La France a pris un retard considérable depuis une quarantaine d’années sur les sujets liés à l’innovation. Le pays a en particulier manqué l’émergence puis « l’explosion » des nouvelles générations de hautes technologies. Les indicateurs macro-économiques traditionnels confirmant cette tendance sont nombreux mais insuffisants pour permettre d’identifier les causes structurelles de ce retard.

Une étude comparée des grandes entreprises innovantes sur trois pays (France, Allemagne, Etats-Unis) montre que la France ne produit plus de grandes entreprises innovantes depuis 40 ans, au contraire notamment des Etats-Unis qui sont désormais à l’origine de la quasi-totalité des grandes sociétés innovantes du monde occidental dans le secteur High Tech. Leurs caractéristiques essentielles (jeunesse des sociétés, intensité en R&D, concentration aux Etats-Unis, capitalisation boursière de ces entreprises 100 fois supérieure aux Etats-Unis par rapport à la France…) démontrent certains des points faibles de la France.

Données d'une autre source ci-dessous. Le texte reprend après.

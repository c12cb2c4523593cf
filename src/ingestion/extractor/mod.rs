mod clean;
mod generic;

pub use clean::clean_html;
pub use generic::{html_to_text, paragraphs_to_html};

use super::types::RawFeedItem;

/// Where a feed item's body came from, richest first.
#[derive(Debug, Clone, Copy, PartialEq, Eq)]
pub enum ContentField {
    ContentEncoded,
    Content,
    Summary,
    Description,
}

type FieldFn = fn(&RawFeedItem) -> Option<&str>;

// Tried in order; the first field with non-blank text wins.
const CONTENT_FIELDS: [(ContentField, FieldFn); 4] = [
    (ContentField::ContentEncoded, content_encoded),
    (ContentField::Content, content),
    (ContentField::Summary, summary),
    (ContentField::Description, description),
];

fn content_encoded(i: &RawFeedItem) -> Option<&str> { i.content_encoded.as_deref() }
fn content(i: &RawFeedItem) -> Option<&str> { i.content.as_deref() }
fn summary(i: &RawFeedItem) -> Option<&str> { i.summary.as_deref() }
fn description(i: &RawFeedItem) -> Option<&str> { i.description.as_deref() }

pub fn select_content(item: &RawFeedItem) -> Option<(ContentField, &str)> {
    CONTENT_FIELDS
        .iter()
        .find_map(|(field, get)| get(item).filter(|s| !s.trim().is_empty()).map(|s| (*field, s)))
}

pub fn richest_raw(item: &RawFeedItem) -> Option<&str> {
    select_content(item).map(|(_, s)| s)
}

/// Plain text of the item's short description, falling back to its summary.
pub fn description_text(item: &RawFeedItem) -> String {
    let raw = item
        .description
        .as_deref()
        .filter(|s| !s.trim().is_empty())
        .or(item.summary.as_deref())
        .unwrap_or_default();
    html_to_text(&clean_html(raw))
}

#[cfg(test)]
mod tests {
    use super::*;

    #[test]
    fn prefers_content_encoded_over_description() {
        let item = RawFeedItem {
            description: Some("short".into()),
            content_encoded: Some("<p>long</p>".into()),
            ..Default::default()
        };
        assert_eq!(select_content(&item), Some((ContentField::ContentEncoded, "<p>long</p>")));
    }

    #[test]
    fn blank_fields_are_skipped() {
        let item = RawFeedItem {
            content_encoded: Some("   ".into()),
            summary: Some("summary text".into()),
            description: Some("desc".into()),
            ..Default::default()
        };
        assert_eq!(select_content(&item), Some((ContentField::Summary, "summary text")));
    }

    #[test]
    fn nothing_selected_for_empty_item() {
        assert_eq!(select_content(&RawFeedItem::default()), None);
        assert_eq!(description_text(&RawFeedItem::default()), "");
    }
}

Parallèlement, l’analyse de l’enseignement supérieur et de la recherche montre que le système d’enseignement supérieur français est lui aussi dans une situation très difficile. Il parait inadapté, pauvre, fragmenté et surtout isolé, ce qui le rend très difficilement apte à jouer son rôle dans une économie dominée par la concurrence internationale des systèmes innovants :

  • Ses établissements, les universités en particulier, en deçà du seuil critique par leur taille et leurs ressources, ne sont pas reconnus sur le plan international.
  • Les moyens financiers déployés par le pays (fonds d’origine privée et publique) pour ses étudiants du supérieur sont 2,5 fois plus faibles qu’aux Etats-Unis. Par ailleurs, la capacité d’investissement des universités américaines est considérable en comparaison, notamment au travers de leurs « endowments » et fondations.

Comment s'en sortir ?

L’écosystème innovant est, semble-t-il, au cœur du déficit français. Il est, par essence, impossible à « fabriquer », il ne peut que résulter d’un réseau de relations et de dépendances que ses acteurs constituent au cours du temps. Tout surcroît d’intervention directe et brutale de l’Etat en la matière serait peine perdue, voire destructeur. Il est possible de poser quelques principes généraux d’une nouvelle politique de l’innovation, adaptée à la situation française :

  • Une ambition de fond, transformatrice – et non une simple volonté « d’ajustement » ;
  • Une politique de long terme ; à ce titre, la stabilité fiscale, légale et règlementaire est essentielle aux processus innovants dans la mesure où ces derniers s’appuient principalement sur le capital humain, les réseaux informels et les institutions ;
  • Une approche collaborative: la France n’est pas d’une dimension économique suffisante pour pouvoir concilier saupoudrage, aménagement du territoire égalitaire, et taille critique internationale sur les grands sujets innovants.

Partant de ces principes, on se doute bien qu'il faudrait décliner tout cela à l’enseignement supérieur, le financement de l’innovation, le cadre fiscal et juridique, et les politiques de clusters et de pôles de compétitivité...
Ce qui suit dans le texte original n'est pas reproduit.